Certain activities of industrial-age Man, mainly the burning fossil fuels like coal, oil and gas and tropical deforestation (see Rainforests), are causing these "greenhouse gasses" to increase, resulting in a slow, but inevitable, increase in the surface temperature of our planet.

WHAT DOES THIS MEAN FOR OUR CLIMATE?
Over the past hundred and twenty-odd years this temperature rise has been measurable and has been recorded at about 0.6C. Seven of the ten warmest years in the 20th century occurred in the 1990s. Over the next hundred years it is projected that the surface temperature will rise by another 2 to 3C (some estimates come out as high as a 5.8C rise). Now, that may not seem like much. Perhaps you think that it's just the difference between a mild and a slightly warmer day. However, the startling fact is that the average surface temperature during the last ice age was only 5C lower than we now experience. So, I hope that you can see that a 2 to 3C rise will result in an extremely dramatic change in climate conditions. (It's more than interesting to note that ice core samples show that glacial periods are associated with low CO2 concentrations, and interglacial periods with high CO2 concentrations.)

Here's the information on Global Mean Temperatures, since they began to be recorded in 1880:

The mean global temperature over the entire period has been 13.9C (that's the horizontal zero line on the graph above). I've included the eight biggest volcanic events (magnitude 5 or greater) of this period, numbered in blue, to determine any effects these might or might not have on global temperature. The biggest three were 1,3 and 5. For the most part there doesn't seem to be any correlation with an expected cooling due to volcanic dust in the atmosphere, except, perhaps, a subtle steepening of the initial decline after volcano 1 (Krakatua).

From other data (such as tree ring records, borehole temperature measurements, permafrost, ice sheets,  glaciers and ice cap measurements) it is widely believed that the current increases in global temperature are the most extreme for at least 500 years and possibly 1500 years or more. The difference between then and now is that those periods did not have the problems of six and a quarter billion people. 

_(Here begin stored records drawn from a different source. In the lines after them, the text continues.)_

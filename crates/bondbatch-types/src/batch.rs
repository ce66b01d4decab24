//! Batch data model.
//!
//! Each window has one [`MetaBatch`] (the frozen bonded-token supply shared
//! by every collateral) and one [`Batch`] per collateral touched in that
//! window. A batch's [`BatchSnapshot`] is fixed at creation; its
//! [`BatchTotals`] move with every order until the window closes.

use serde::{Deserialize, Serialize};

use crate::{AccountId, BatchKey, OrderSide};

/// Per-window record shared by all collateral assets.
#[derive(Debug, Clone, Copy, PartialEq, Eq, Serialize, Deserialize)]
pub struct MetaBatch {
    /// Bonded-token total supply plus tokens promised but not yet minted,
    /// captured at the first order of the window.
    pub real_supply: u128,
}

/// Pricing snapshot frozen at the first order touching a batch.
#[derive(Debug, Clone, Copy, PartialEq, Eq, Serialize, Deserialize)]
pub struct BatchSnapshot {
    /// Real supply of the window plus the collateral's virtual supply.
    pub supply: u128,
    /// Uncommitted pooled balance plus the collateral's virtual balance.
    pub balance: u128,
    /// Reserve ratio in PPM at snapshot time.
    pub reserve_ratio: u32,
}

/// Running order aggregates of a batch.
#[derive(Debug, Clone, Copy, Default, PartialEq, Eq, Serialize, Deserialize)]
pub struct BatchTotals {
    /// Collateral committed by buyers (net of fees).
    pub buy_spend: u128,
    /// Bonded tokens owed to buyers.
    pub buy_return: u128,
    /// Bonded tokens committed by sellers.
    pub sell_spend: u128,
    /// Collateral owed to sellers (before sell fees).
    pub sell_return: u128,
}

impl BatchTotals {
    /// Whether no order has been aggregated yet.
    #[must_use]
    pub fn is_empty(&self) -> bool {
        self.buy_spend == 0 && self.sell_spend == 0
    }
}

/// Cumulative shares already paid out of a batch.
#[derive(Debug, Clone, Copy, Default, PartialEq, Eq, Serialize, Deserialize)]
pub struct ClaimedTotals {
    pub buy_return: u128,
    pub sell_return: u128,
}

/// A per-window, per-collateral aggregation record.
///
/// The snapshot is only settable through [`Batch::new`]; there is no way to
/// change it afterwards.
#[derive(Debug, Clone, PartialEq, Eq, Serialize, Deserialize)]
pub struct Batch {
    snapshot: BatchSnapshot,
    pub totals: BatchTotals,
    pub claimed: ClaimedTotals,
}

impl Batch {
    #[must_use]
    pub fn new(snapshot: BatchSnapshot) -> Self {
        Self {
            snapshot,
            totals: BatchTotals::default(),
            claimed: ClaimedTotals::default(),
        }
    }

    #[must_use]
    pub fn snapshot(&self) -> BatchSnapshot {
        self.snapshot
    }

    /// Bonded tokens still to be minted for this batch.
    #[must_use]
    pub fn unclaimed_buy_return(&self) -> u128 {
        self.totals.buy_return.saturating_sub(self.claimed.buy_return)
    }

    /// Collateral still to be paid out for this batch.
    #[must_use]
    pub fn unclaimed_sell_return(&self) -> u128 {
        self.totals
            .sell_return
            .saturating_sub(self.claimed.sell_return)
    }
}

/// One account's cumulative contribution to one side of a batch.
///
/// `claimed` is the idempotency guard: once set, the outstanding amount is zero.
#[derive(Debug, Clone, Copy, Default, PartialEq, Eq, Serialize, Deserialize)]
pub struct Contribution {
    pub amount: u128,
    pub claimed: bool,
}

impl Contribution {
    /// Amount still eligible for a claim.
    #[must_use]
    pub fn outstanding(&self) -> u128 {
        if self.claimed { 0 } else { self.amount }
    }
}

/// Full read-only view of a batch for queries.
#[derive(Debug, Clone, PartialEq, Eq, Serialize, Deserialize)]
pub struct BatchRecord {
    pub key: BatchKey,
    pub batch: Batch,
    pub buyers: Vec<(AccountId, Contribution)>,
    pub sellers: Vec<(AccountId, Contribution)>,
}

impl BatchRecord {
    /// Contributions on one side.
    #[must_use]
    pub fn side(&self, side: OrderSide) -> &[(AccountId, Contribution)] {
        match side {
            OrderSide::Buy => &self.buyers,
            OrderSide::Sell => &self.sellers,
        }
    }
}
//! Claim settlement for closed batches.
//!
//! A claim either completes (ledger effect applied, contribution marked
//! claimed, counters released, event emitted) or leaves everything as it
//! was. Ledger legs that ran before a later failure are reversed.

use bondbatch_curve::{math, mul_div};
use bondbatch_ingress::{AssetLedger, BatchStore, ClaimPlan, EventLog};
use bondbatch_types::{
    AccountId, BatchKey, ClaimReceipt, CollateralAsset, MarketConfig, MarketEvent, OrderSide,
    Result, WindowId, constants::PCT_BASE,
};
use chrono::Utc;

/// Borrowed view of the market state a claim needs.
pub struct ClaimSettler<'a, L: AssetLedger + ?Sized> {
    store: &'a mut BatchStore,
    ledger: &'a mut L,
    config: &'a MarketConfig,
    events: &'a mut EventLog,
    height: u64,
}

impl<'a, L: AssetLedger + ?Sized> ClaimSettler<'a, L> {
    #[must_use]
    pub fn new(
        store: &'a mut BatchStore,
        ledger: &'a mut L,
        config: &'a MarketConfig,
        events: &'a mut EventLog,
        height: u64,
    ) -> Self {
        Self {
            store,
            ledger,
            config,
            events,
            height,
        }
    }

    /// Mint the buyer's share of the batch's bonded-token return.
    ///
    /// # Errors
    /// - `WindowStillOpen`, `NothingToClaim`, `AlreadyClaimed`
    /// - ledger failures (nothing is marked claimed)
    pub fn claim_buy(
        &mut self,
        buyer: AccountId,
        window: WindowId,
        asset: &CollateralAsset,
    ) -> Result<ClaimReceipt> {
        let key = BatchKey::new(window, asset.clone());
        let plan = self
            .store
            .prepare_claim(&key, OrderSide::Buy, buyer, self.height)?;

        if plan.share > 0 {
            self.ledger.mint(buyer, plan.share)?;
        }
        if let Err(err) = self.store.apply_claim(&plan) {
            if plan.share > 0 {
                log_failed_reversal(self.ledger.burn(buyer, plan.share), &plan);
            }
            return Err(err);
        }

        self.events.emit(MarketEvent::BuyOrderReturned {
            buyer,
            window,
            asset: asset.clone(),
            amount: plan.share,
        });
        tracing::info!(
            buyer = %buyer,
            batch = %key,
            amount = plan.share,
            "Buy order claimed"
        );

        Ok(ClaimReceipt {
            key,
            side: OrderSide::Buy,
            account: buyer,
            share: plan.share,
            fee: 0,
            payout: plan.share,
            claimed_at: Utc::now(),
        })
    }

    /// Pay the seller's share of the batch's collateral return, minus the
    /// sell fee, out of the reserve. The fee goes to the beneficiary.
    ///
    /// # Errors
    /// - `WindowStillOpen`, `NothingToClaim`, `AlreadyClaimed`
    /// - ledger failures (nothing is marked claimed)
    pub fn claim_sell(
        &mut self,
        seller: AccountId,
        window: WindowId,
        asset: &CollateralAsset,
    ) -> Result<ClaimReceipt> {
        let key = BatchKey::new(window, asset.clone());
        let plan = self
            .store
            .prepare_claim(&key, OrderSide::Sell, seller, self.height)?;

        let fee = mul_div(
            plan.share,
            u128::from(self.config.sell_fee_pct),
            u128::from(PCT_BASE),
            "sell fee",
        )?;
        let payout = math::sub(plan.share, fee, "sell payout after fee")?;
        let reserve = self.config.reserve;
        let beneficiary = self.config.beneficiary;

        if payout > 0 {
            self.ledger.transfer(reserve, seller, asset, payout)?;
        }
        let fee_leg = if fee > 0 {
            self.ledger.transfer(reserve, beneficiary, asset, fee)
        } else {
            Ok(())
        };
        if let Err(err) = fee_leg {
            if payout > 0 {
                let undo = self.ledger.transfer(seller, reserve, asset, payout);
                log_failed_reversal(undo, &plan);
            }
            return Err(err);
        }
        if let Err(err) = self.store.apply_claim(&plan) {
            if payout > 0 {
                let undo = self.ledger.transfer(seller, reserve, asset, payout);
                log_failed_reversal(undo, &plan);
            }
            if fee > 0 {
                let undo = self.ledger.transfer(beneficiary, reserve, asset, fee);
                log_failed_reversal(undo, &plan);
            }
            return Err(err);
        }

        self.events.emit(MarketEvent::SellOrderReturned {
            seller,
            window,
            asset: asset.clone(),
            fee,
            value: payout,
        });
        tracing::info!(
            seller = %seller,
            batch = %key,
            share = plan.share,
            fee,
            payout,
            "Sell order claimed"
        );

        Ok(ClaimReceipt {
            key,
            side: OrderSide::Sell,
            account: seller,
            share: plan.share,
            fee,
            payout,
            claimed_at: Utc::now(),
        })
    }
}

fn log_failed_reversal(outcome: Result<()>, plan: &ClaimPlan) {
    if let Err(err) = outcome {
        tracing::warn!(
            batch = %plan.key,
            side = %plan.side,
            account = %plan.account,
            share = plan.share,
            error = %err,
            "Failed to reverse ledger effect of aborted claim"
        );
    }
}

The next thing to look at is how greenhouse gasses have been increasing in the atmosphere. The observatory at Mauna Loa, in the Pacific, has been recording atmospheric CO2 since 1958. The data shows categorically that there has been significant and steady increases over the past 44 years. A 17.5% increase in fact. The pre-Industrial Revolution levels of CO2 were around 280 ppmv (parts per million by volume) or 75% of the present values.

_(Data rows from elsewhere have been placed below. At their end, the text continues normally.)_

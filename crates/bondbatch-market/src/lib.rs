//! # bondbatch-market
//!
//! The **Bondbatch** batched bonding-curve market maker.
//!
//! Participants buy and sell a bonded token against whitelisted collateral.
//! Orders are pooled into fixed-size windows of host-clock height and cleared
//! together: every order in a window sees the same entry price, opposing
//! demand is matched at the static price, and only the net imbalance moves
//! along the curve.
//!
//! - [`BatchedMarketMaker`]: admin operations, orders, claims, queries
//! - [`SharedMarket`]: lock-protected handle for concurrent callers
//!
//! ## Window Lifecycle
//!
//! ```text
//!  window W open                    clock moves past W
//! ┌─────────────────────────────┐   ┌──────────────────────────────┐
//! │ first order: snapshot       │──▶│ batch frozen                 │
//! │ every order: reprice,       │   │ each contributor claims once │
//! │   validate slippage + pool  │   │   (mint / collateral payout) │
//! └─────────────────────────────┘   └──────────────────────────────┘
//! ```
//!
//! The building blocks live in `bondbatch-types`, `bondbatch-curve`,
//! `bondbatch-ingress` and `bondbatch-settlement`.

pub mod market;
pub mod shared;

pub use market::BatchedMarketMaker;
pub use shared::SharedMarket;
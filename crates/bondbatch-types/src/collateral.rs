//! Per-collateral curve parameters.
//!
//! A collateral is whitelisted exactly when the registry holds a
//! [`CollateralConfig`] for it. Changes only reach batches initialized
//! after the change; open batches keep their frozen snapshot.

use serde::{Deserialize, Serialize};

use crate::{BondbatchError, Result, constants};

/// Curve-shaping parameters for one collateral asset.
#[derive(Debug, Clone, Copy, PartialEq, Eq, Serialize, Deserialize)]
pub struct CollateralConfig {
    /// Offset added to the real bonded-token supply when snapshotting.
    pub virtual_supply: u128,
    /// Offset added to the real pooled balance when snapshotting.
    pub virtual_balance: u128,
    /// Curve steepness in parts-per-million, within `(0, PPM]`.
    pub reserve_ratio: u32,
}

impl CollateralConfig {
    #[must_use]
    pub fn new(virtual_supply: u128, virtual_balance: u128, reserve_ratio: u32) -> Self {
        Self {
            virtual_supply,
            virtual_balance,
            reserve_ratio,
        }
    }

    /// Reject reserve ratios outside `(0, PPM]`.
    pub fn validate(&self) -> Result<()> {
        if self.reserve_ratio == 0 || self.reserve_ratio > constants::PPM {
            return Err(BondbatchError::InvalidReserveRatio(self.reserve_ratio));
        }
        Ok(())
    }
}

You'll notice firstly that the curve (known as the "Keeling Curve") is steepening, indicating that CO2 levels are increasing faster as time goes on. This is in line with increasing industrial activity and also tropical deforestation.

You'll also notice that, for any year, there is a variation of 5 to 7 ppmv. That's because there is a very distinct seasonal cycle, as you can see from the next graph, which shows CO2 levels, month-by-month, for the past three years:

Is there really a valid correlation between temperature changes and fluctuations of the CO2 level? Well, an ice-core sample from Vostok in Russia provides data going back almost 450,000 years on temperatures and CO2 levels. I've taken the data from both results and plotted them on the same graph below. I believe that anyone would agree that there is an excellent match that higher CO2 levels mean elevated temperatures and vice versa.

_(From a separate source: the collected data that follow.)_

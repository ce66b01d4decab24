//! Append-only buffer of committed market events.

use bondbatch_types::MarketEvent;

/// Events produced by committed operations, oldest first.
///
/// Observers call [`EventLog::drain`] to consume them.
#[derive(Debug, Default)]
pub struct EventLog {
    events: Vec<MarketEvent>,
}

impl EventLog {
    #[must_use]
    pub fn new() -> Self {
        Self::default()
    }

    pub fn emit(&mut self, event: MarketEvent) {
        tracing::debug!(kind = event.kind(), event = ?event, "Event emitted");
        self.events.push(event);
    }

    /// Append a whole operation's events at once.
    pub fn extend(&mut self, events: impl IntoIterator<Item = MarketEvent>) {
        for event in events {
            self.emit(event);
        }
    }

    /// Take every pending event.
    pub fn drain(&mut self) -> Vec<MarketEvent> {
        std::mem::take(&mut self.events)
    }

    #[must_use]
    pub fn len(&self) -> usize {
        self.events.len()
    }

    #[must_use]
    pub fn is_empty(&self) -> bool {
        self.events.is_empty()
    }
}

#[cfg(test)]
mod tests {
    use super::*;

    #[test]
    fn drain_empties_log() {
        let mut log = EventLog::new();
        log.emit(MarketEvent::MarketOpened);
        log.extend([
            MarketEvent::FeesUpdated {
                buy_fee_pct: 1,
                sell_fee_pct: 2,
            },
        ]);
        assert_eq!(log.len(), 2);
        let events = log.drain();
        assert_eq!(events[0], MarketEvent::MarketOpened);
        assert!(log.is_empty());
    }
}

There are other associated effects with the warming which will add to the effect. For instance, the World's glaciers and ice sheets will melt faster. Now, ice is a good reflector of the Sun's radiation, but the much darker oceans are better absorbers. So, as the ice melts and joins the oceans it's role as a reflector will change to an absorber and cause even more warming effect.

HOW WILL ALL THIS EFFECT US?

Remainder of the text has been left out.